SOURCE MATERIAL

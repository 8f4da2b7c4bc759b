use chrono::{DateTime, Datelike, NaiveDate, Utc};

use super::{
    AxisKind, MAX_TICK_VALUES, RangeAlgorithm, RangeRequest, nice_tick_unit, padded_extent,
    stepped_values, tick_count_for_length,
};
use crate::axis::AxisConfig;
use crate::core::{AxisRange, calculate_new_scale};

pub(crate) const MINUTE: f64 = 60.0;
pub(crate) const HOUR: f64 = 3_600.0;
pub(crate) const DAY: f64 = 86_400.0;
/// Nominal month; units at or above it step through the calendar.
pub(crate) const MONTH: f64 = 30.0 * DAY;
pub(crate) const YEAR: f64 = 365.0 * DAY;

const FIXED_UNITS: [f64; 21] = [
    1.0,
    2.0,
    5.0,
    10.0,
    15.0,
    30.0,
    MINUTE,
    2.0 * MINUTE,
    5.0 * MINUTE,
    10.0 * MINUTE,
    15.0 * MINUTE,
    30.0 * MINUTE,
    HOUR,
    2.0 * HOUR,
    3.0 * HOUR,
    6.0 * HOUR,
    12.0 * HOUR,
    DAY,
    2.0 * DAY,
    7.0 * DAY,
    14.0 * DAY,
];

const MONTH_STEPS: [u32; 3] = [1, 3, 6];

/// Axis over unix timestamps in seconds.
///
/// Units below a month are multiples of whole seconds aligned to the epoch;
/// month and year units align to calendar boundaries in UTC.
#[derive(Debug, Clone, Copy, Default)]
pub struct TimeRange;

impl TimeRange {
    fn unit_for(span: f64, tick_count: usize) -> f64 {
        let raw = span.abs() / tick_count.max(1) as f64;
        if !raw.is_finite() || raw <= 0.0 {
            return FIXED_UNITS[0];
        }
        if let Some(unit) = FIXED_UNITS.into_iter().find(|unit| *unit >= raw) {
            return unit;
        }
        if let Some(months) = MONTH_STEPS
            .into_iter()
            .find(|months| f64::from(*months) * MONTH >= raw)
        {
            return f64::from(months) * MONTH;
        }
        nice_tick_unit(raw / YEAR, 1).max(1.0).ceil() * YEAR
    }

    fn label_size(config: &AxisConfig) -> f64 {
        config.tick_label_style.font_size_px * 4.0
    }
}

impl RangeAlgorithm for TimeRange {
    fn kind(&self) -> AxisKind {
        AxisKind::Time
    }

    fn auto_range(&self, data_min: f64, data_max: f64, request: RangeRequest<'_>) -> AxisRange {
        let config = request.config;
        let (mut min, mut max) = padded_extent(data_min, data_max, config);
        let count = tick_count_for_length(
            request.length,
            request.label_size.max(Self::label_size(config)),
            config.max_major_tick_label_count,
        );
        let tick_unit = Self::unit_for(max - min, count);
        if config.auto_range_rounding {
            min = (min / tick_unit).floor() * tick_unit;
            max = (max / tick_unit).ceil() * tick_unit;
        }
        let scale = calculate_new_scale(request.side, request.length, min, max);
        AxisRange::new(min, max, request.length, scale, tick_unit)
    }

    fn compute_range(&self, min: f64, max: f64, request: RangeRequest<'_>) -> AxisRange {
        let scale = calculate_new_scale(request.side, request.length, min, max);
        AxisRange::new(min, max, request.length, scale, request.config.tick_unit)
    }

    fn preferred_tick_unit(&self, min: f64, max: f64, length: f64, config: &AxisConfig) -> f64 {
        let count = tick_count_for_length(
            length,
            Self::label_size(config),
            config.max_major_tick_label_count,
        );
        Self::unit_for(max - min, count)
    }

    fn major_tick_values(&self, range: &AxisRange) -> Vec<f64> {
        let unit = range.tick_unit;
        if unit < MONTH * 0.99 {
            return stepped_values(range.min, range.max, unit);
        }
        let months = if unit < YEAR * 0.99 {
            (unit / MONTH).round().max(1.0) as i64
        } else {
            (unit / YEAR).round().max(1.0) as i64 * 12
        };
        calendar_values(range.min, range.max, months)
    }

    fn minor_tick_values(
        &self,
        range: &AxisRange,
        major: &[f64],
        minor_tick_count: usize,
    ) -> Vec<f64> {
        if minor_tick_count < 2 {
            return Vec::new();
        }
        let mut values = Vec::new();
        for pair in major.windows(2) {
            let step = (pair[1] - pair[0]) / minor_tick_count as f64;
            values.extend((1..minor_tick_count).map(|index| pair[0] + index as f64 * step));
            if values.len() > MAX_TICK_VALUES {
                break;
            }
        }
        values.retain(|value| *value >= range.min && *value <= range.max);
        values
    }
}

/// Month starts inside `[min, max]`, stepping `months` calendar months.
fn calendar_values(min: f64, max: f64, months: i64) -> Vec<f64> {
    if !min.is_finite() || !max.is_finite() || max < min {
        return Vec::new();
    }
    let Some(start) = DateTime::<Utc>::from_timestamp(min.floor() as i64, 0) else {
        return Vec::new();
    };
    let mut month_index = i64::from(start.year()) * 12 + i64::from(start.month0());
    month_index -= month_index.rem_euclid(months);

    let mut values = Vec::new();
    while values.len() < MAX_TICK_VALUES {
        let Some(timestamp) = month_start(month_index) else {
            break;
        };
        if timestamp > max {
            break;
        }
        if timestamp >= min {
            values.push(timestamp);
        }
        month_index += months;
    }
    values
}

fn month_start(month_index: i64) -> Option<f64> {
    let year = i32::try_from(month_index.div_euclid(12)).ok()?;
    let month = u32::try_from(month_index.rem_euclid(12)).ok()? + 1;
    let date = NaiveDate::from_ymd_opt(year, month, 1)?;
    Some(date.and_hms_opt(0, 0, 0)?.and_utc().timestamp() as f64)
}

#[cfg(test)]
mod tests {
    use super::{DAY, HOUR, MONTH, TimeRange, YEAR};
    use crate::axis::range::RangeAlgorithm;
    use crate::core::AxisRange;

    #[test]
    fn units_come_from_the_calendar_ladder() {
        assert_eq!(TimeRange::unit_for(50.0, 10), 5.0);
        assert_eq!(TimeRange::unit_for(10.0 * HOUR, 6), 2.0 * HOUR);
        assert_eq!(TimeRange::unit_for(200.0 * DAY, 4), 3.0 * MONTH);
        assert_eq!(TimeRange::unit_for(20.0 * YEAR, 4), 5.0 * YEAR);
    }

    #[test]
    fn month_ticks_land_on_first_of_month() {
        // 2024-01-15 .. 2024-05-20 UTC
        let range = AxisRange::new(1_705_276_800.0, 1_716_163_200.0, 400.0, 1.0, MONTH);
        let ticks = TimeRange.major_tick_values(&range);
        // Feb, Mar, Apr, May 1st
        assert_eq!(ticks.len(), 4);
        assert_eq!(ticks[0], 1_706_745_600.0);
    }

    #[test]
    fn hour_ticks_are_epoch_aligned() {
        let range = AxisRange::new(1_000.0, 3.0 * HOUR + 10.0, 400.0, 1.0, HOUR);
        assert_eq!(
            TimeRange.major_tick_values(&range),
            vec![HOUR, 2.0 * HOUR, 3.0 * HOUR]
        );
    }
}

==

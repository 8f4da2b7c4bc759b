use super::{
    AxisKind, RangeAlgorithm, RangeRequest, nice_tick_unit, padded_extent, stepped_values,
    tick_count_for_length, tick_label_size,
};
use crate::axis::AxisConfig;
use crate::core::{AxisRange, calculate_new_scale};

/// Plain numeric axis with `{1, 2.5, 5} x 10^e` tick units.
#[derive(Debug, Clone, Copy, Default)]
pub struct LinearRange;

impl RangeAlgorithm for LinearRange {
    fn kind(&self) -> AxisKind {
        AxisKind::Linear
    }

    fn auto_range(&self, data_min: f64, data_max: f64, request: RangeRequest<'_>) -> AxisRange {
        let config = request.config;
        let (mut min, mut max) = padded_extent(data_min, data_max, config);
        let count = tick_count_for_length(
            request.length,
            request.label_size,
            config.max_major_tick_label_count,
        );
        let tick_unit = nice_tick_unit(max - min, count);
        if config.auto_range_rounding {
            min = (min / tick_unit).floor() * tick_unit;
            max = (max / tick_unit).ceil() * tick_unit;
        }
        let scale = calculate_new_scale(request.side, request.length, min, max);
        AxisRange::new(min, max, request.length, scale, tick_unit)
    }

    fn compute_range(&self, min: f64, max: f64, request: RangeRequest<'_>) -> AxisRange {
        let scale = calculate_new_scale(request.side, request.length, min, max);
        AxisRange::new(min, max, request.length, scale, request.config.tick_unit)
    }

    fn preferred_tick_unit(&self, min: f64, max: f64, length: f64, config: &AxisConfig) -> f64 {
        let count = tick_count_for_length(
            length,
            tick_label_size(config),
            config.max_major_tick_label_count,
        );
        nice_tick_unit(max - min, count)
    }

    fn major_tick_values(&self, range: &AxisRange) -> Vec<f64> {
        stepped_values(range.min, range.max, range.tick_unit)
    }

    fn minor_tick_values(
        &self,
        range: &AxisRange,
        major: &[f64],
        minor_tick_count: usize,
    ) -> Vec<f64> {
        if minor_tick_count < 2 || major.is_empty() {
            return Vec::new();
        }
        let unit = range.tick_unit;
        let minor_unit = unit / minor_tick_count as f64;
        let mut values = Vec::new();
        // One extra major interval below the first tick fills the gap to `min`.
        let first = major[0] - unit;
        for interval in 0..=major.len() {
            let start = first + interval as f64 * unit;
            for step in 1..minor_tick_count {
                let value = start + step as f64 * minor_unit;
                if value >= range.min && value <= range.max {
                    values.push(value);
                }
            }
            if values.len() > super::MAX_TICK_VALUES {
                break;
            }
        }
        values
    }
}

TASK OBJECTIVE
Report every line in the data that holds "pair", copying each one.

SOLUTION
        for pair in major.windows(2) {
            let step = (pair[1] - pair[0]) / minor_tick_count as f64;
            values.extend((1..minor_tick_count).map(|index| pair[0] + index as f64 * step));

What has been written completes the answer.